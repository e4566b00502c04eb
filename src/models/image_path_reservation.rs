//! Reservations of destination image paths for the copy-container-image
//! plugin. A path may only be reserved once across pipelines.

use chrono::NaiveDateTime;
use serde::{Deserialize, Serialize};
use sqlx::{FromRow, PgPool};

use crate::constants::messages;
use crate::error::{DeployError, Result};

#[derive(Debug, Clone, PartialEq, Serialize, Deserialize, FromRow)]
pub struct ImagePathReservation {
    pub id: i32,
    pub image_path: String,
    pub custom_tag_id: i32,
    pub active: bool,
    pub created_at: NaiveDateTime,
}

impl ImagePathReservation {
    /// Reserve a destination path. The claim is a single insert against the
    /// unique partial index on (image_path) WHERE active, so two concurrent
    /// triggers cannot both win; the loser re-reads the holder and either
    /// reuses it (same custom tag) or surfaces a validation failure.
    pub async fn reserve(
        pool: &PgPool,
        image_path: &str,
        custom_tag_id: i32,
    ) -> Result<ImagePathReservation> {
        let inserted = sqlx::query_as::<_, ImagePathReservation>(
            r#"
            INSERT INTO image_path_reservation (image_path, custom_tag_id, active, created_at)
            VALUES ($1, $2, true, NOW())
            ON CONFLICT (image_path) WHERE active = true DO NOTHING
            RETURNING id, image_path, custom_tag_id, active, created_at
            "#,
        )
        .bind(image_path)
        .bind(custom_tag_id)
        .fetch_optional(pool)
        .await?;

        if let Some(reservation) = inserted {
            return Ok(reservation);
        }

        let holder = sqlx::query_as::<_, ImagePathReservation>(
            r#"
            SELECT id, image_path, custom_tag_id, active, created_at
            FROM image_path_reservation
            WHERE image_path = $1 AND active = true
            "#,
        )
        .bind(image_path)
        .fetch_optional(pool)
        .await?;

        match holder {
            Some(existing) if existing.custom_tag_id == custom_tag_id => Ok(existing),
            _ => Err(DeployError::ValidationError(
                messages::IMAGE_PATH_ALREADY_IN_USE.to_string(),
            )),
        }
    }

    /// Deactivate reservations when a runner is cancelled or its stage fails.
    pub async fn deactivate(pool: &PgPool, ids: &[i32]) -> Result<()> {
        if ids.is_empty() {
            return Ok(());
        }
        sqlx::query(
            r#"UPDATE image_path_reservation SET active = false WHERE id = ANY($1)"#,
        )
        .bind(ids)
        .execute(pool)
        .await?;
        Ok(())
    }
}
// Copyright 2026 dictcache Project Authors
//
// Licensed under the Apache License, Version 2.0 (the "License");
// you may not use this file except in compliance with the License.
// You may obtain a copy of the License at
//
//     http://www.apache.org/licenses/LICENSE-2.0
//
// Unless required by applicable law or agreed to in writing, software
// distributed under the License is distributed on an "AS IS" BASIS,
// WITHOUT WARRANTIES OR CONDITIONS OF ANY KIND, either express or implied.
// See the License for the specific language governing permissions and
// limitations under the License.

use std::{fmt::Debug, hash::Hash};

/// Key trait for a single lookup dimension of a cached object.
///
/// Keys are cloned into the index and into the cache element that owns them, so they should be cheap to clone or
/// at least cheap relative to loading the object they identify.
pub trait Key: Send + Sync + 'static + Hash + Eq + Clone + Debug {}
impl<T: Send + Sync + 'static + Hash + Eq + Clone + Debug> Key for T {}

#[cfg(test)]
mod tests {
    use super::*;

    fn is_key<K: Key>() {}

    #[test]
    fn test_common_key_types() {
        is_key::<u64>();
        is_key::<String>();
        is_key::<(u64, String)>();
        is_key::<()>();
    }
}
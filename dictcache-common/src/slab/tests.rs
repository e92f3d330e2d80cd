// Copyright 2026 dictcache Project Authors
//
// Licensed under the Apache License, Version 2.0 (the "License");
// you may not use this file except in compliance with the License.
// You may obtain a copy of the License at
//
//     http://www.apache.org/licenses/LICENSE-2.0
//
// Unless required by applicable law or agreed to in writing, software
// distributed under the License is distributed on an "AS IS" BASIS,
// WITHOUT WARRANTIES OR CONDITIONS OF ANY KIND, either express or implied.
// See the License for the specific language governing permissions and
// limitations under the License.

use super::*;

#[test]
fn test_slab_reuse_slots() {
    let mut slab = Slab::new();
    let t1 = slab.insert("schema");
    let t2 = slab.insert("table");
    let t3 = slab.insert("collation");
    assert_eq!(slab.len(), 3);

    assert_eq!(slab.remove(t2), Some("table"));
    assert_eq!(slab.remove(t2), None);
    assert!(!slab.contains(t2));

    // The vacant slot is reused first.
    let t4 = slab.insert("tablespace");
    assert_eq!(t4.index(), t2.index());
    assert_eq!(slab.get(t1), Some(&"schema"));
    assert_eq!(slab.get(t3), Some(&"collation"));
    assert_eq!(slab.get(t4), Some(&"tablespace"));
    assert_eq!(slab.len(), 3);
}

#[test]
fn test_slab_iter_skips_vacant() {
    let mut slab = Slab::new();
    let tokens = (0..4).map(|i| slab.insert(i)).collect::<Vec<_>>();
    slab.remove(tokens[1]);
    slab.remove(tokens[3]);

    let live = slab.iter().map(|(t, v)| (t, *v)).collect::<Vec<_>>();
    assert_eq!(live, vec![(tokens[0], 0), (tokens[2], 2)]);
    assert_eq!(slab.tokens(), vec![tokens[0], tokens[2]]);
}

#[test]
fn test_slab_get_mut() {
    let mut slab = Slab::new();
    let t = slab.insert(1u64);
    *slab.get_mut(t).unwrap() += 41;
    assert_eq!(slab.get(t), Some(&42));
}

#[test]
fn test_slab_try_reserve() {
    let mut slab: Slab<u64> = Slab::new();
    slab.try_reserve(16).unwrap();
    let t = slab.insert(1);
    slab.remove(t);
    // One vacant slot is already available.
    slab.try_reserve(1).unwrap();
    assert!(slab.try_reserve(usize::MAX).is_err());
}
impl<T: Keyed> SharedMultiMap<T> {
    /// Create a builder of a map with the given capacity.
    pub fn builder(capacity: usize) -> SharedMultiMapBuilder<T> {
        SharedMultiMapBuilder::new(capacity)
    }

    pub(crate) fn new(
        config: CacheConfig,
        listener: Option<Arc<dyn EventListener<Object = T>>>,
        metrics: Arc<Metrics>,
    ) -> Self {
        let state = State {
            elements: Slab::new(),
            index: MultiKeyIndex::default(),
            free_list: FreeList::default(),
            pool: ElementPool::new(config.pool_capacity),
            capacity: config.capacity,
            epoch: 0,
            miss_generation: 0,
            #[cfg(test)]
            fail_reserve: false,
        };
        let inner = Inner {
            name: config.name,
            state: Mutex::new(state),
            condvar: Condvar::new(),
            miss_wait_timeout: config.miss_wait_timeout,
            listener,
            metrics,
        };
        Self { inner: Arc::new(inner) }
    }

    /// Name of the map.
    pub fn name(&self) -> &str {
        &self.inner.name
    }

    /// Look up the object by the key.
    ///
    /// On a miss the caller becomes responsible for loading the object and must resolve the returned ticket.
    /// If another caller is already loading the object, blocks until that load is resolved and looks up again.
    pub fn get(&self, key: &CacheKey<T>) -> Result<Lookup<T>> {
        self.inner.get(key)
    }

    /// Look up the object by the key without registering a miss or waiting for one.
    pub fn get_if_present(&self, key: &CacheKey<T>) -> Result<Option<CacheEntry<T>>> {
        self.inner.get_if_present(key)
    }

    /// Resolve the miss of the key.
    ///
    /// Unlike [`MissTicket`] this resolves whichever miss of the key is pending, so it is meant for callers that
    /// load without a ticket. With `None` the waiters of the key are woken to look up again. With an object it is inserted, or an
    /// equivalent object inserted concurrently is used instead, and a handle of the cached object is returned.
    pub fn put(&self, key: &CacheKey<T>, object: Option<Arc<T>>) -> Result<Option<CacheEntry<T>>> {
        match object {
            Some(object) => self.inner.insert(key, None, object).map(Some),
            None => {
                self.inner.resolve_miss(key, None);
                Ok(None)
            }
        }
    }

    /// Release the handle. Same as dropping it.
    pub fn release(&self, entry: CacheEntry<T>) {
        strict_assert!(Arc::ptr_eq(&self.inner, &entry.inner));
        drop(entry);
    }

    /// Remove the element of the handle regardless of its usage.
    ///
    /// Other handles of the element stay valid, their release becomes a no-op.
    pub fn drop_entry(&self, entry: CacheEntry<T>) {
        strict_assert!(Arc::ptr_eq(&self.inner, &entry.inner));
        let inner = entry.inner.clone();
        let (token, epoch) = entry.disarm();
        inner.drop_element(token, epoch);
    }

    /// Remove the element of the key regardless of its usage. Returns `true` if the key was cached.
    pub fn drop_if_present(&self, key: &CacheKey<T>) -> bool {
        self.inner.drop_if_present(key)
    }

    /// Rebind the element of the handle to a new object and reindex it by the new object's keys.
    ///
    /// The handle must be the only usage of the element. The old object is scheduled for deletion unless it is the
    /// same object.
    pub fn replace(&self, entry: &mut CacheEntry<T>, object: Arc<T>) -> Result<()> {
        strict_assert!(Arc::ptr_eq(&self.inner, &entry.inner));
        entry.inner.replace(entry.token, entry.epoch, object.clone())?;
        entry.object = object;
        Ok(())
    }

    /// Configured capacity.
    pub fn capacity(&self) -> usize {
        self.inner.lock().capacity
    }

    /// Change the capacity and evict unused elements beyond it.
    pub fn set_capacity(&self, capacity: usize) {
        self.inner.set_capacity(capacity);
    }

    /// Evict every unused element.
    pub fn evict_all_unused(&self) {
        let mut locker = self.inner.lock();
        self.inner.evict_all_unused(&mut locker);
        self.inner.update_gauges(&locker);
    }

    /// Evict every unused element and reset the capacity to zero.
    ///
    /// Elements still referenced are leaked handles. They are removed as well and reported with an
    /// [`ErrorKind::Leaked`] error that enumerates their keys.
    pub fn shutdown(&self) -> Result<()> {
        self.inner.shutdown()
    }

    /// Snapshot of the map occupancy.
    pub fn stats(&self) -> CacheStats {
        let locker = self.inner.lock();
        CacheStats {
            elements: locker.elements.len(),
            free: locker.free_list.len(),
            pooled: locker.pool.len(),
            missed: locker.index.missed(),
            capacity: locker.capacity,
        }
    }

    /// Usage state of the key.
    pub fn key_state(&self, key: &CacheKey<T>) -> KeyState {
        let locker = self.inner.lock();
        match locker.index.slot(key) {
            Slot::Absent => KeyState::Absent,
            Slot::Missed => KeyState::Missed,
            Slot::Present(token) => KeyState::Present {
                usage: locker.elements.get(token).map(|e| e.usage()).unwrap_or_default(),
            },
        }
    }

    /// Human readable listing of all elements and missed keys, for diagnostics only.
    pub fn dump(&self) -> String {
        let locker = self.inner.lock();
        Dump {
            name: &self.inner.name,
            state: &*locker,
        }
        .to_string()
    }

    /// Check the reference count, key and free list invariants.
    ///
    /// # Panics
    ///
    /// Panics if any invariant is violated.
    #[cfg(any(test, feature = "test_utils"))]
    pub fn debug_validate_invariants(&self) {
        use std::collections::HashSet;

        let locker = self.inner.lock();

        let free = locker.free_list.iter().collect::<HashSet<_>>();
        assert_eq!(free.len(), locker.free_list.len(), "element linked twice in the free list");

        let mut keys = 0;
        for (token, element) in locker.elements.iter() {
            assert!(element.object().is_some(), "{token} has no object");
            assert!(!element.keys().is_empty(), "{token} has no key");
            assert_eq!(
                element.usage() == 0,
                element.free_token().is_some(),
                "{token} usage {} does not match free list membership",
                element.usage()
            );
            assert_eq!(element.usage() == 0, free.contains(&token), "{token} free list mismatch");
            for key in element.keys().to_vec() {
                assert_eq!(locker.index.get(&key), Some(token), "{key} does not resolve to {token}");
            }
            keys += element.keys().to_vec().len();
        }

        for token in free.iter() {
            assert!(locker.elements.contains(*token), "free list holds removed element {token}");
        }

        let entries = locker.index.entries();
        assert_eq!(entries.len(), keys, "index holds keys of removed elements");
        for (key, token) in entries {
            let element = locker.elements.get(token).unwrap_or_else(|| panic!("{key} points to removed {token}"));
            assert!(element.keys().contains(&key), "{key} is not derived from {token}");
        }

        for key in locker.index.missed_keys() {
            assert_eq!(locker.index.slot(&key), Slot::Missed, "{key} is both present and missed");
        }

        assert!(
            locker.elements.len() <= locker.capacity || locker.free_list.is_empty(),
            "free elements beyond capacity: elements {}, free {}, capacity {}",
            locker.elements.len(),
            locker.free_list.len(),
            locker.capacity
        );
    }
}
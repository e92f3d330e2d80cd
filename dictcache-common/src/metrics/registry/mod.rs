// Copyright 2026 dictcache Project Authors
//
// Licensed under the Apache License, Version 2.0 (the "License");
// you may not use this file except in compliance with the License.
// You may obtain a copy of the License at
//
//     http://www.apache.org/licenses/LICENSE-2.0
//
// Unless required by applicable law or agreed to in writing, software
// distributed under the License is distributed on an "AS IS" BASIS,
// WITHOUT WARRANTIES OR CONDITIONS OF ANY KIND, either express or implied.
// See the License for the specific language governing permissions and
// limitations under the License.

/// Some phantom metrics components that do nothing.
pub mod noop;

/// Prometheus metrics components.
#[cfg(feature = "prometheus")]
pub mod prometheus;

Task to carry out => Tally every line in these entries where the string "destination" occurs. The tally alone is the answer.

Task answer => 2